14 gennaio 2022

Il troppo stroppia?

Il caso della critica del New Yorker all’abuso del trauma nella narrativa

Il troppo stroppia? Da qualche giorno è argomento di discussione anche in Italia un tema sollevato dal The New Yorker in un articolo di Parul Sehgal: l’abuso di un tòpos letterario, quello del trauma.

Secondo Sehgal servirsi smodatamente di questa tematica, senza il supporto di una trama realmente interessante e originale, rischia di condurre al cliché.
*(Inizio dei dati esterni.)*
//! Server error types.

use crate::config::ConfigError;
use hyper::StatusCode;
use robotrpc_core::CoreError;
use robotrpc_protocol::{ProtocolError, RetVal};
use serde_json::{json, Value};
use thiserror::Error;

/// Server errors.
#[derive(Debug, Error)]
pub enum ServerError {
    #[error("I/O error: {0}")]
    Io(#[from] std::io::Error),

    #[error("protocol error: {0}")]
    Protocol(#[from] ProtocolError),

    #[error("core error: {0}")]
    Core(#[from] CoreError),

    #[error("JSON error: {0}")]
    Json(#[from] serde_json::Error),

    #[error("config error: {0}")]
    Config(#[from] ConfigError),

    #[error("HTTP error: {0}")]
    Http(#[from] hyper::Error),

    #[error("metrics error: {0}")]
    Metrics(#[from] prometheus::Error),

    #[error("server shutting down")]
    ShuttingDown,
}

impl ServerError {
    /// HTTP status for this error.
    pub fn status_code(&self) -> StatusCode {
        match self {
            ServerError::Protocol(e) if e.is_bad_request() => StatusCode::BAD_REQUEST,
            ServerError::Protocol(_) => StatusCode::PAYLOAD_TOO_LARGE,
            ServerError::Core(CoreError::UnknownCaller { .. }) => StatusCode::BAD_REQUEST,
            ServerError::Core(CoreError::InvalidDatumKey { .. }) => StatusCode::BAD_REQUEST,
            ServerError::Json(_) => StatusCode::BAD_REQUEST,
            ServerError::ShuttingDown => StatusCode::SERVICE_UNAVAILABLE,
            _ => StatusCode::INTERNAL_SERVER_ERROR,
        }
    }

    /// Short code used in error bodies and metrics labels.
    pub fn error_code(&self) -> &'static str {
        match self {
            ServerError::Protocol(ProtocolError::UnknownFunction(_)) => "UNKNOWN_FUNCTION",
            ServerError::Protocol(ProtocolError::MissingCallerId) => "MISSING_CALLER_ID",
            ServerError::Protocol(ProtocolError::BodyTooLarge { .. }) => "BODY_TOO_LARGE",
            ServerError::Protocol(_) => "BAD_REQUEST",
            ServerError::Core(e) => e.error_code(),
            ServerError::Json(_) => "BAD_REQUEST",
            ServerError::ShuttingDown => "SHUTTING_DOWN",
            _ => "INTERNAL_ERROR",
        }
    }

    /// Return code a plugin decoding the error body sees.
    pub fn ret_val(&self) -> RetVal {
        match self {
            ServerError::Protocol(e) => e.ret_val(),
            ServerError::Core(e) => e.ret_val(),
            ServerError::Json(_) => RetVal::DataFormatError,
            _ => RetVal::Failed,
        }
    }

    /// JSON error body. Carries a `RetVal` so plugins that ignore the HTTP
    /// status still decode a failure code.
    pub fn to_body(&self) -> Value {
        json!({
            "RetVal": self.ret_val(),
            "Error": self.error_code(),
            "Message": self.to_string(),
        })
    }
}

#[cfg(test)]
mod tests {
    use super::*;

    #[test]
    fn test_status_codes() {
        let err = ServerError::from(ProtocolError::UnknownFunction("Fly".into()));
        assert_eq!(err.status_code(), StatusCode::BAD_REQUEST);
        assert_eq!(err.error_code(), "UNKNOWN_FUNCTION");
        assert_eq!(err.ret_val(), RetVal::Failed);

        let err = ServerError::from(ProtocolError::BodyTooLarge { size: 2, max: 1 });
        assert_eq!(err.status_code(), StatusCode::PAYLOAD_TOO_LARGE);

        let err = ServerError::from(CoreError::UnknownCaller {
            caller_id: "x".into(),
        });
        assert_eq!(err.status_code(), StatusCode::BAD_REQUEST);
        assert_eq!(err.error_code(), "UNKNOWN_CALLER");

        assert_eq!(
            ServerError::ShuttingDown.status_code(),
            StatusCode::SERVICE_UNAVAILABLE
        );
    }

    #[test]
    fn test_error_body() {
        let err = ServerError::from(ProtocolError::MissingCallerId);
        let body = err.to_body();
        assert_eq!(body["RetVal"], RetVal::DataFormatError.code());
        assert_eq!(body["Error"], "MISSING_CALLER_ID");
        assert!(body["Message"].as_str().unwrap().contains("CallerID"));
    }
}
Quello del trauma non è un concetto nuovo: come società siamo solo diventati più bravi a individuarlo, più attenti alla sofferenza umana in ogni sua sfaccettatura. Siamo riusciti a individuare il PTSD, il disturbo da stress post traumatico, e a renderci conto che poteva affliggere gli esseri umani in una moltitudine di contesti e situazioni.

"Se i greci inventarono la tragedia, i romani l'epistola e il rinascimento il sonetto", scrisse Elie Wiesel, saggista e filosofo, "la nostra generazione ha inventato una nuova letteratura, quella della testimonianza". Secondo Parul Sehgal, “l’incarnazione della testimonianza in tutte le sue forme - in memorie, poesie confessionali, narrazioni di sopravvissuti, talk show - ha elevato il trauma da segno di difetto morale a fonte di autorità morale, persino una sorta di competenza”.

Perché si è arrivati a parlare di cliché? Secondo la critica, è una questione di appiattimento. Negli ultimi due decenni è emersa una moltitudine di scritti sull'argomento, con approcci molto diversi tra loro; alcuni di questi hanno trattato il trauma come se fosse una caratteristica senza tempo dell’essere umano, ignorando - secondo Sehgal - come in realtà si sia evoluto nei secoli, anche nel modo di parlarne e raccontarlo. Secondo questo approccio, il trauma rischia di avere la meglio sulle identità che affligge, ricostruendo ogni personalità a propria immagine, schematizzando e omologando.

È anche vero, però, che in mani abili una trama a base di trauma è da intendersi solo come un inizio, con una via di mezzo e una fine da cercare altrove. Con il giusto approccio, si esce dalla definizione terapeutica per entrare in un registro sociale, politico, generazionale.

La trama del trauma appiattisce, distorce, riduce il carattere a sintomo e, a sua volta, istruisce e insiste sulla sua autorità morale” spiega infine Sehgal. “Il conforto della sua semplicità ha un prezzo. Ignora ciò che sappiamo e chiede anche a noi di dimenticarlo”.